Material provided →
□ □ □ □
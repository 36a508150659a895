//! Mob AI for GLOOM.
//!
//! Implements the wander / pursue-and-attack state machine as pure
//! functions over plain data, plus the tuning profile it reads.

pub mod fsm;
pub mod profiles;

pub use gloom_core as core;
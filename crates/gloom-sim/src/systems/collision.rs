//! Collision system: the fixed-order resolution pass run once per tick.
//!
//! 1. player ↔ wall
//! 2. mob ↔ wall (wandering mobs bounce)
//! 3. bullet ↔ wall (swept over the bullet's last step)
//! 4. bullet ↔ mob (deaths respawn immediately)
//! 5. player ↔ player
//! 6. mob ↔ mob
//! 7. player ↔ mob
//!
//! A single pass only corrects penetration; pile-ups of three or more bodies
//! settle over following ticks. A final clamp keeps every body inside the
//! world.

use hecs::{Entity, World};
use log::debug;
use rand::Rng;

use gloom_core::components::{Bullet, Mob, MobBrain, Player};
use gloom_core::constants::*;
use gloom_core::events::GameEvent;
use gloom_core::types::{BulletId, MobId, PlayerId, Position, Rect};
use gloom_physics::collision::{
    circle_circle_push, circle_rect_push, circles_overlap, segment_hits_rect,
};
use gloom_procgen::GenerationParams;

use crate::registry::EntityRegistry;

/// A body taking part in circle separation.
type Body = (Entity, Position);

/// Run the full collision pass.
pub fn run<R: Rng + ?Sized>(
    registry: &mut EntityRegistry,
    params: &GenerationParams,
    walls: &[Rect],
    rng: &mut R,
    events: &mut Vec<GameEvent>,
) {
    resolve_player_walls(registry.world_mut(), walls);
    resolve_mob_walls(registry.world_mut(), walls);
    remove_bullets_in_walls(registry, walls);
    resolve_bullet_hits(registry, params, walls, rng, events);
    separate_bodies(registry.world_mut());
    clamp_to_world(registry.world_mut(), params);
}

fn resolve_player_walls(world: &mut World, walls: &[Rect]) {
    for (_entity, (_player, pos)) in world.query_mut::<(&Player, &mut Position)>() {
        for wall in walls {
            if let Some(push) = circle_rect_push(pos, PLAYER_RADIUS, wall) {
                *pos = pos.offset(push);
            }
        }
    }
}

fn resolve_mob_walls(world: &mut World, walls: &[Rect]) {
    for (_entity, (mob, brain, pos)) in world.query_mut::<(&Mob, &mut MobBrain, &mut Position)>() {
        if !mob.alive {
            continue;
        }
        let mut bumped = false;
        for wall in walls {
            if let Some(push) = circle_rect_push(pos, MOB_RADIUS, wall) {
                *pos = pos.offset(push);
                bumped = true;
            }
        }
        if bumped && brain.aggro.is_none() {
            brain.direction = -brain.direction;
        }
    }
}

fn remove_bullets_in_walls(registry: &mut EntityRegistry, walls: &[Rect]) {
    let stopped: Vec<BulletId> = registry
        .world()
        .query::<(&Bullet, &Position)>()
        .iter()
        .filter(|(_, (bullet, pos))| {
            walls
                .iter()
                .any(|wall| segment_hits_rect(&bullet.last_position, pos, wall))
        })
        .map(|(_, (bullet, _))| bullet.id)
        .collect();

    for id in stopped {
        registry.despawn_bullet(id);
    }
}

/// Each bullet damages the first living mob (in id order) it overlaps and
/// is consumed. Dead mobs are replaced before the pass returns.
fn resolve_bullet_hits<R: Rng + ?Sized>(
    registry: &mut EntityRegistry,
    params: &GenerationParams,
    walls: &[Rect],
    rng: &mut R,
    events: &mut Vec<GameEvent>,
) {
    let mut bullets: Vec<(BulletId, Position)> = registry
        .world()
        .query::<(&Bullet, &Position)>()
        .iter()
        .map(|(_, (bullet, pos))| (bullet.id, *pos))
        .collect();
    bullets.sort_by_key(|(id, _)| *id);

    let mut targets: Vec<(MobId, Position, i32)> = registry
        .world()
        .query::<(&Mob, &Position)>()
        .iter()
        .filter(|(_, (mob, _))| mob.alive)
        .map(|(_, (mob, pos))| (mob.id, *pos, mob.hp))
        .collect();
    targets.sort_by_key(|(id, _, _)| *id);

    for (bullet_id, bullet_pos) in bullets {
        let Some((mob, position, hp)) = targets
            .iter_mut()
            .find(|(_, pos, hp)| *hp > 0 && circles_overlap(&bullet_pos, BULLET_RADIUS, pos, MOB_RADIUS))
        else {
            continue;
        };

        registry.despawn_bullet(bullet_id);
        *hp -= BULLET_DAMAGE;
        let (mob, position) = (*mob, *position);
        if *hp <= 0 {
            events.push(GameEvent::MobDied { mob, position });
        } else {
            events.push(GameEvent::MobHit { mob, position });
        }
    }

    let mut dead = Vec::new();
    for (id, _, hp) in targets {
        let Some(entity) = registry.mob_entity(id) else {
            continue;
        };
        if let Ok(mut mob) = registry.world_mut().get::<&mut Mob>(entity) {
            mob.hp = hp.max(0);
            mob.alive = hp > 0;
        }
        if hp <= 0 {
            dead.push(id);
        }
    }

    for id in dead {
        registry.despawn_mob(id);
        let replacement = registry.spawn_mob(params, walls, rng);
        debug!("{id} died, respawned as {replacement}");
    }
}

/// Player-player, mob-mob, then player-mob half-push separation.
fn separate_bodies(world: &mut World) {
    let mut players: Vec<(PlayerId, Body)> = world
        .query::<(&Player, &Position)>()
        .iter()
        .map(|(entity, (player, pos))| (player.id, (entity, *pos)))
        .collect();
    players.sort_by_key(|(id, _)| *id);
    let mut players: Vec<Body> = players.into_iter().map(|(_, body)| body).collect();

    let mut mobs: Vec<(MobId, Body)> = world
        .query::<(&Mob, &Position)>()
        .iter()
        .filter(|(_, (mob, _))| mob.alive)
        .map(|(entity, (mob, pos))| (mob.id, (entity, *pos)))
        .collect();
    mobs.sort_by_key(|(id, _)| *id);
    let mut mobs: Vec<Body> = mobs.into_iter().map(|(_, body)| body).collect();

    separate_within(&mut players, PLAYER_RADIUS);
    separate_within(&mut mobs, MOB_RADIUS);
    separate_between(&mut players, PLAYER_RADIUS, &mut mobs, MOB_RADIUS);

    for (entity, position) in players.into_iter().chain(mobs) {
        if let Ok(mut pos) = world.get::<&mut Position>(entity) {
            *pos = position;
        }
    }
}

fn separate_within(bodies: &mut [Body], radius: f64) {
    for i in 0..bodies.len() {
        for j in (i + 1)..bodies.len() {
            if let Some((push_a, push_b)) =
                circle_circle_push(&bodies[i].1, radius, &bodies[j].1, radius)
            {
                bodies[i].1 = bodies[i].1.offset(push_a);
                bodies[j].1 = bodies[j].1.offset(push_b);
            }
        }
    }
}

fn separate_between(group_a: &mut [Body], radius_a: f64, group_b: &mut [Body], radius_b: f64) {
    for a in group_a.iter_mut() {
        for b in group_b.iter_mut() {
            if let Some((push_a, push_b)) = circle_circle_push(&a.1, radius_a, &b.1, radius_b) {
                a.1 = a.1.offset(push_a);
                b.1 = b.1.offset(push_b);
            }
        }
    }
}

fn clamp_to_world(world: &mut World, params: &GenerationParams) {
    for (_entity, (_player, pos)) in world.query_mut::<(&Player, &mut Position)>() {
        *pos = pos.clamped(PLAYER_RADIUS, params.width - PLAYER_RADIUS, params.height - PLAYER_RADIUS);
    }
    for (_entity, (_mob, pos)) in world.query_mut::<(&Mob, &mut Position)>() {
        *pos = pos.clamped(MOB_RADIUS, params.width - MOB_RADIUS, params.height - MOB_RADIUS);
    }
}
□ □ □ □
Prompt → An exact copy of all the material is what is needed.

The answer →
repository 36a508150659a895
//! Mob AI for GLOOM.
//!
//! Implements the wander / pursue-and-attack state machine as pure
//! functions over plain data, plus the tuning profile it reads.

pub mod fsm;
pub mod profiles;

pub use gloom_core as core;
filename crates/gloom-sim/src/systems/collision.rs
//! Collision system: the fixed-order resolution pass run once per tick.
//!
//! 1. player ↔ wall
//! 2. mob ↔ wall (wandering mobs bounce)
//! 3. bullet ↔ wall (swept over the bullet's last step)
//! 4. bullet ↔ mob (deaths respawn immediately)
//! 5. player ↔ player
//! 6. mob ↔ mob
//! 7. player ↔ mob
//!
//! A single pass only corrects penetration; pile-ups of three or more bodies
//! settle over following ticks. A final clamp keeps every body inside the
//! world.

use hecs::{Entity, World};
use log::debug;
use rand::Rng;

use gloom_core::components::{Bullet, Mob, MobBrain, Player};
use gloom_core::constants::*;
use gloom_core::events::GameEvent;
use gloom_core::types::{BulletId, MobId, PlayerId, Position, Rect};
use gloom_physics::collision::{
    circle_circle_push, circle_rect_push, circles_overlap, segment_hits_rect,
};
use gloom_procgen::GenerationParams;

use crate::registry::EntityRegistry;

/// A body taking part in circle separation.
type Body = (Entity, Position);

/// Run the full collision pass.
pub fn run<R: Rng + ?Sized>(
    registry: &mut EntityRegistry,
    params: &GenerationParams,
    walls: &[Rect],
    rng: &mut R,
    events: &mut Vec<GameEvent>,
) {
    resolve_player_walls(registry.world_mut(), walls);
    resolve_mob_walls(registry.world_mut(), walls);
    remove_bullets_in_walls(registry, walls);
    resolve_bullet_hits(registry, params, walls, rng, events);
    separate_bodies(registry.world_mut());
    clamp_to_world(registry.world_mut(), params);
}

fn resolve_player_walls(world: &mut World, walls: &[Rect]) {
    for (_entity, (_player, pos)) in world.query_mut::<(&Player, &mut Position)>() {
        for wall in walls {
            if let Some(push) = circle_rect_push(pos, PLAYER_RADIUS, wall) {
                *pos = pos.offset(push);
            }
        }
    }
}

fn resolve_mob_walls(world: &mut World, walls: &[Rect]) {
    for (_entity, (mob, brain, pos)) in world.query_mut::<(&Mob, &mut MobBrain, &mut Position)>() {
        if !mob.alive {
            continue;
        }
        let mut bumped = false;
        for wall in walls {
            if let Some(push) = circle_rect_push(pos, MOB_RADIUS, wall) {
                *pos = pos.offset(push);
                bumped = true;
            }
        }
        if bumped && brain.aggro.is_none() {
            brain.direction = -brain.direction;
        }
    }
}

fn remove_bullets_in_walls(registry: &mut EntityRegistry, walls: &[Rect]) {
    let stopped: Vec<BulletId> = registry
        .world()
        .query::<(&Bullet, &Position)>()
        .iter()
        .filter(|(_, (bullet, pos))| {
            walls
                .iter()
                .any(|wall| segment_hits_rect(&bullet.last_position, pos, wall))
        })
        .map(|(_, (bullet, _))| bullet.id)
        .collect();

    for id in stopped {
        registry.despawn_bullet(id);
    }
}

/// Each bullet damages the first living mob (in id order) it overlaps and
/// is consumed. Dead mobs are replaced before the pass returns.
fn resolve_bullet_hits<R: Rng + ?Sized>(
    registry: &mut EntityRegistry,
    params: &GenerationParams,
    walls: &[Rect],
    rng: &mut R,
    events: &mut Vec<GameEvent>,
) {
    let mut bullets: Vec<(BulletId, Position)> = registry
        .world()
        .query::<(&Bullet, &Position)>()
        .iter()
        .map(|(_, (bullet, pos))| (bullet.id, *pos))
        .collect();
    bullets.sort_by_key(|(id, _)| *id);

    let mut targets: Vec<(MobId, Position, i32)> = registry
        .world()
        .query::<(&Mob, &Position)>()
        .iter()
        .filter(|(_, (mob, _))| mob.alive)
        .map(|(_, (mob, pos))| (mob.id, *pos, mob.hp))
        .collect();
    targets.sort_by_key(|(id, _, _)| *id);

    for (bullet_id, bullet_pos) in bullets {
        let Some((mob, position, hp)) = targets
            .iter_mut()
            .find(|(_, pos, hp)| *hp > 0 && circles_overlap(&bullet_pos, BULLET_RADIUS, pos, MOB_RADIUS))
        else {
            continue;
        };

        registry.despawn_bullet(bullet_id);
        *hp -= BULLET_DAMAGE;
        let (mob, position) = (*mob, *position);
        if *hp <= 0 {
            events.push(GameEvent::MobDied { mob, position });
        } else {
            events.push(GameEvent::MobHit { mob, position });
        }
    }

    let mut dead = Vec::new();
    for (id, _, hp) in targets {
        let Some(entity) = registry.mob_entity(id) else {
            continue;
        };
        if let Ok(mut mob) = registry.world_mut().get::<&mut Mob>(entity) {
            mob.hp = hp.max(0);
            mob.alive = hp > 0;
        }
        if hp <= 0 {
            dead.push(id);
        }
    }

    for id in dead {
        registry.despawn_mob(id);
        let replacement = registry.spawn_mob(params, walls, rng);
        debug!("{id} died, respawned as {replacement}");
    }
}

/// Player-player, mob-mob, then player-mob half-push separation.
fn separate_bodies(world: &mut World) {
    let mut players: Vec<(PlayerId, Body)> = world
        .query::<(&Player, &Position)>()
        .iter()
        .map(|(entity, (player, pos))| (player.id, (entity, *pos)))
        .collect();
    players.sort_by_key(|(id, _)| *id);
    let mut players: Vec<Body> = players.into_iter().map(|(_, body)| body).collect();

    let mut mobs: Vec<(MobId, Body)> = world
        .query::<(&Mob, &Position)>()
        .iter()
        .filter(|(_, (mob, _))| mob.alive)
        .map(|(entity, (mob, pos))| (mob.id, (entity, *pos)))
        .collect();
    mobs.sort_by_key(|(id, _)| *id);
    let mut mobs: Vec<Body> = mobs.into_iter().map(|(_, body)| body).collect();

    separate_within(&mut players, PLAYER_RADIUS);
    separate_within(&mut mobs, MOB_RADIUS);
    separate_between(&mut players, PLAYER_RADIUS, &mut mobs, MOB_RADIUS);

    for (entity, position) in players.into_iter().chain(mobs) {
        if let Ok(mut pos) = world.get::<&mut Position>(entity) {
            *pos = position;
        }
    }
}

fn separate_within(bodies: &mut [Body], radius: f64) {
    for i in 0..bodies.len() {
        for j in (i + 1)..bodies.len() {
            if let Some((push_a, push_b)) =
                circle_circle_push(&bodies[i].1, radius, &bodies[j].1, radius)
            {
                bodies[i].1 = bodies[i].1.offset(push_a);
                bodies[j].1 = bodies[j].1.offset(push_b);
            }
        }
    }
}

fn separate_between(group_a: &mut [Body], radius_a: f64, group_b: &mut [Body], radius_b: f64) {
    for a in group_a.iter_mut() {
        for b in group_b.iter_mut() {
            if let Some((push_a, push_b)) = circle_circle_push(&a.1, radius_a, &b.1, radius_b) {
                a.1 = a.1.offset(push_a);
                b.1 = b.1.offset(push_b);
            }
        }
    }
}

fn clamp_to_world(world: &mut World, params: &GenerationParams) {
    for (_entity, (_player, pos)) in world.query_mut::<(&Player, &mut Position)>() {
        *pos = pos.clamped(PLAYER_RADIUS, params.width - PLAYER_RADIUS, params.height - PLAYER_RADIUS);
    }
    for (_entity, (_mob, pos)) in world.query_mut::<(&Mob, &mut Position)>() {
        *pos = pos.clamped(MOB_RADIUS, params.width - MOB_RADIUS, params.height - MOB_RADIUS);
    }
}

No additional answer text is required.